(Extracted data entries)
┄┄┄┄┄┄┄┄┄┄

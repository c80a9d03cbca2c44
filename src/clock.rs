use chrono::{Local, Utc};
use chrono_tz::Tz;

pub const DEVICE_TIME_FORMAT: &str = "%Y-%m-%d %H:%M:%S";

/// Source of the wall-clock timestamp stamped on merged records.
pub trait Clock: Send + Sync {
    fn device_time(&self) -> String;
}

/// Current time in the given timezone, or in system local time when none is set.
#[derive(Debug, Clone, Copy, Default)]
pub struct SystemClock {
    timezone: Option<Tz>,
}

impl SystemClock {
    pub fn new(timezone: Option<Tz>) -> Self {
        Self { timezone }
    }
}

impl Clock for SystemClock {
    fn device_time(&self) -> String {
        match self.timezone {
            Some(tz) => Utc::now()
                .with_timezone(&tz)
                .format(DEVICE_TIME_FORMAT)
                .to_string(),
            None => Local::now().format(DEVICE_TIME_FORMAT).to_string(),
        }
    }
}

#[derive(Debug, Clone)]
pub struct FixedClock(pub String);

impl Clock for FixedClock {
    fn device_time(&self) -> String {
        self.0.clone()
    }
}
//! Device-to-cloud forwarding of merged records.

mod client;
mod connection_string;
mod iothub;
mod sink;

pub use client::*;
pub use connection_string::*;
pub use iothub::*;
pub use sink::*;
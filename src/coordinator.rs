use std::{error::Error, time::Duration};

use tokio::{
    select,
    sync::mpsc::{UnboundedReceiver, error::TryRecvError},
    time::sleep,
};
use tokio_util::sync::CancellationToken;
use tracing::{debug, error, info};

use crate::{
    clock::{Clock, SystemClock},
    config::DEFAULT_SAMPLE_INTERVAL,
    db::LocalStore,
    record::MergedRecord,
    sensor::{Reading, SensorEmulator},
    telemetry::TelemetrySink,
};

/// Sampling loop that pairs one humidity and one temperature reading per tick,
/// persists the pair, then forwards it.
///
/// A reading whose counterpart did not arrive in the same tick is dropped.
pub struct Coordinator {
    humidity_rx: UnboundedReceiver<Reading>,
    temperature_rx: UnboundedReceiver<Reading>,
    store: LocalStore,
    sink: TelemetrySink,
    clock: Box<dyn Clock>,
    interval: Duration,
}

impl Coordinator {
    pub fn new(
        humidity_rx: UnboundedReceiver<Reading>,
        temperature_rx: UnboundedReceiver<Reading>,
        store: LocalStore,
        sink: TelemetrySink,
    ) -> Self {
        Self {
            humidity_rx,
            temperature_rx,
            store,
            sink,
            clock: Box::new(SystemClock::default()),
            interval: DEFAULT_SAMPLE_INTERVAL,
        }
    }

    pub fn with_clock(mut self, clock: impl Clock + 'static) -> Self {
        self.clock = Box::new(clock);
        self
    }

    pub fn with_interval(mut self, interval: Duration) -> Self {
        self.interval = interval;
        self
    }

    /// Runs one sampling tick and returns the record it produced, if any.
    pub async fn tick(&mut self) -> Option<MergedRecord> {
        let humidity = poll(&mut self.humidity_rx);
        let temperature = poll(&mut self.temperature_rx);

        let record = MergedRecord::merge(self.clock.device_time(), humidity, temperature)?;

        if let Err(err) = self.store.append(&record).await {
            error!(error = &err as &dyn Error, ?record, "failed to save record locally");
        }

        self.sink.send(&record).await;

        info!(
            device_time = %record.device_time,
            humidity = record.humidity,
            temperature = record.temperature,
            "combined sensor data"
        );

        Some(record)
    }

    /// Ticks until `cancel_token` fires, then stops the emulators, waits for
    /// them and closes the local store before returning.
    pub async fn run(
        mut self,
        cancel_token: CancellationToken,
        emulators: &mut [SensorEmulator],
    ) {
        loop {
            self.tick().await;

            select! {
                _ = sleep(self.interval) => {}
                _ = cancel_token.cancelled() => break,
            }
        }

        info!("stopping sensor emulators");
        for emulator in emulators.iter_mut() {
            emulator.stop().await;
            debug!(sensor = %emulator.kind(), "sensor emulator reaped");
        }
        info!("sensor emulators stopped cleanly");

        self.store.close().await;
    }
}

fn poll(rx: &mut UnboundedReceiver<Reading>) -> Option<Reading> {
    match rx.try_recv() {
        Ok(reading) => {
            debug!(sensor = %reading.kind, value = reading.value, "received reading");
            Some(reading)
        }
        Err(TryRecvError::Empty) => None,
        Err(TryRecvError::Disconnected) => {
            debug!("reading channel disconnected");
            None
        }
    }
}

┄┄┄┄┄┄┄┄┄┄

Go through the records above and report how many lines contain "loop". Write the number only.

2